Advancements include individual health record numbers that are separate from Medicare, a National Health Data Dictionary that defines terminology standards, and we’ve established the Australian Digital Health Agency (ADHA) – a national body with support from all states and the federal government that will drive the national agenda for health.
Such improvements build on the success of Australia’s MyHealth record – a snapshot of personal health data that is already in use by 20% of the population. In the next two to three years, MyHealth will be expanded to include information on your most recent hospital discharge, pathology results, medical imaging results, currently prescribed medications, and so on.
In addition, the ADHA’s mandate going forward will be to establish, monitor and if necessary, enforce standards for healthcare software in order to ensure reliable interoperability between systems.
The importance, here, is in creating a framework that will, in future, extract and deliver even greater value by applying big data analytics.
Tracking individual patient activity or treatment compliance is really just the start. To be truly useful, diverse data sets need to be communicated, aggregated and analysed in ways that enable new and more effective action to be taken.
This drives a larger point – that it’s often possible for one technology’s value to be greatly enhanced by embedding it within a more inclusive ecosystem. In this context, the internet of things will open the door to new business models in which the devices themselves aren’t the core value driver; it will be the extraction and presentation of meaningful information from the data they produce.
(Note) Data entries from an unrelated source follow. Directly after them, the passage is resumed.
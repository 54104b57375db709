//! 日志初始化

use tracing::{Subscriber, warn};
use tracing_appender::non_blocking::WorkerGuard;
use tracing_subscriber::EnvFilter;
use tracing_subscriber::fmt::MakeWriter;

use crate::config::AppConfig;
use crate::errors::{Result, StampsysError};

type BoxedSubscriber = Box<dyn Subscriber + Send + Sync + 'static>;

/// 安装全局日志订阅者
///
/// 开发环境输出带文件名与行号的文本日志，其他环境输出 JSON。
/// 返回的 guard 需由调用方持有，丢弃后缓冲中的日志不再写出。
pub fn init(config: &AppConfig) -> Result<WorkerGuard> {
    let (non_blocking_writer, guard) = tracing_appender::non_blocking(std::io::stdout());
    let subscriber = build_subscriber(config, non_blocking_writer)?;
    tracing::subscriber::set_global_default(subscriber)
        .map_err(|e| StampsysError::logging(e.to_string()))?;

    warn!(
        "Logging initialized
        Project: {}
        Version: {}
        Environment: {}",
        env!("CARGO_PKG_NAME"),
        env!("CARGO_PKG_VERSION"),
        config.app.environment
    );

    Ok(guard)
}

fn build_subscriber<W>(config: &AppConfig, writer: W) -> Result<BoxedSubscriber>
where
    W: for<'w> MakeWriter<'w> + Send + Sync + 'static,
{
    let filter = EnvFilter::try_new(&config.app.log_level)
        .map_err(|e| StampsysError::logging(format!("invalid log level: {e}")))?;
    let tracing_format = tracing_subscriber::fmt::format()
        .with_level(true)
        .with_ansi(config.is_development());

    let tracing_builder = tracing_subscriber::fmt()
        .with_env_filter(filter)
        .with_writer(writer)
        .event_format(tracing_format);

    if config.is_development() {
        Ok(Box::new(
            tracing_builder
                .with_file(true)
                .with_line_number(true)
                .finish(),
        ))
    } else {
        Ok(Box::new(tracing_builder.json().finish()))
    }
}
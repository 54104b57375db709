pub mod entities;

pub use entities::RoomRecord;
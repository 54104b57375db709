pub mod entities;
pub mod responses;

pub use entities::ClassRecord;
pub use responses::ClassRoomsResponse;
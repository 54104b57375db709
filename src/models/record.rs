//! 记录类型定义宏
//!
//! 所有传输记录共用同一套生成规则：
//! - 每个字段都是 `Option<T>`，未设置与零值/空串区分开
//! - `Default` 即无参构造，所有字段未设置
//! - `new(..)` 全参构造
//! - 每个字段一个读取方法与一个 `set_` 写入方法，写入不做任何校验
//! - 结构相等与哈希、TypeScript 类型导出
//! - JSON 字段名与 `Display` 中的标签都取自 `=> "jsonName"`
//! - `Display` 输出 `Type(jsonName=value, ...)`，未设置的字段输出 `null`
//!
//! 字段前的标记决定读取方法的返回形式：`copy` 按值返回 `Option<T>`，
//! `deref` 返回 `Option<&T::Target>`（例如 `String` 返回 `Option<&str>`）。

macro_rules! define_record {
    (
        $(#[$meta:meta])*
        $name:ident, ts = $ts_file:tt {
            $( $kind:ident $field:ident : $ty:ty => $json:tt ),* $(,)?
        }
    ) => {
        $(#[$meta])*
        #[derive(
            Debug,
            Clone,
            Default,
            PartialEq,
            Eq,
            Hash,
            serde::Serialize,
            serde::Deserialize,
            ts_rs::TS,
        )]
        #[ts(export, export_to = $ts_file)]
        pub struct $name {
            $(
                #[serde(rename = $json)]
                $field: Option<$ty>,
            )*
        }

        impl $name {
            #[allow(clippy::too_many_arguments)]
            pub fn new($( $field: Option<$ty> ),*) -> Self {
                Self { $( $field ),* }
            }

            $( $crate::models::record::define_record!(@accessors $kind $field : $ty); )*
        }

        impl std::fmt::Display for $name {
            #[allow(unused_assignments)]
            fn fmt(&self, f: &mut std::fmt::Formatter<'_>) -> std::fmt::Result {
                f.write_str(concat!(stringify!($name), "("))?;
                let mut first = true;
                $(
                    if !first {
                        f.write_str(", ")?;
                    }
                    first = false;
                    f.write_str(concat!($json, "="))?;
                    match &self.$field {
                        Some(value) => write!(f, "{value}")?,
                        None => f.write_str("null")?,
                    }
                )*
                f.write_str(")")
            }
        }
    };

    (@accessors copy $field:ident : $ty:ty) => {
        pub fn $field(&self) -> Option<$ty> {
            self.$field
        }

        paste::paste! {
            pub fn [<set_ $field>](&mut self, value: impl Into<Option<$ty>>) {
                self.$field = value.into();
            }
        }
    };

    (@accessors deref $field:ident : $ty:ty) => {
        pub fn $field(&self) -> Option<&<$ty as std::ops::Deref>::Target> {
            self.$field.as_deref()
        }

        paste::paste! {
            pub fn [<set_ $field>](&mut self, value: impl Into<Option<$ty>>) {
                self.$field = value.into();
            }
        }
    };
}

pub(crate) use define_record;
By ensuring we cater to the legitimate concerns of both the healthcare industry and its consumers, we can look forward to health benefits like fewer visits to clinics, more effective and less intrusive treatment programs, lowered medical costs, and the vivification of a new, healthcare-focused IT industry in this country.
With Australia’s digital healthcare framework well on the way to becoming fully established, a standard of home-based healthcare inconceivable today starts to seem not just potentially, but imminently realisable.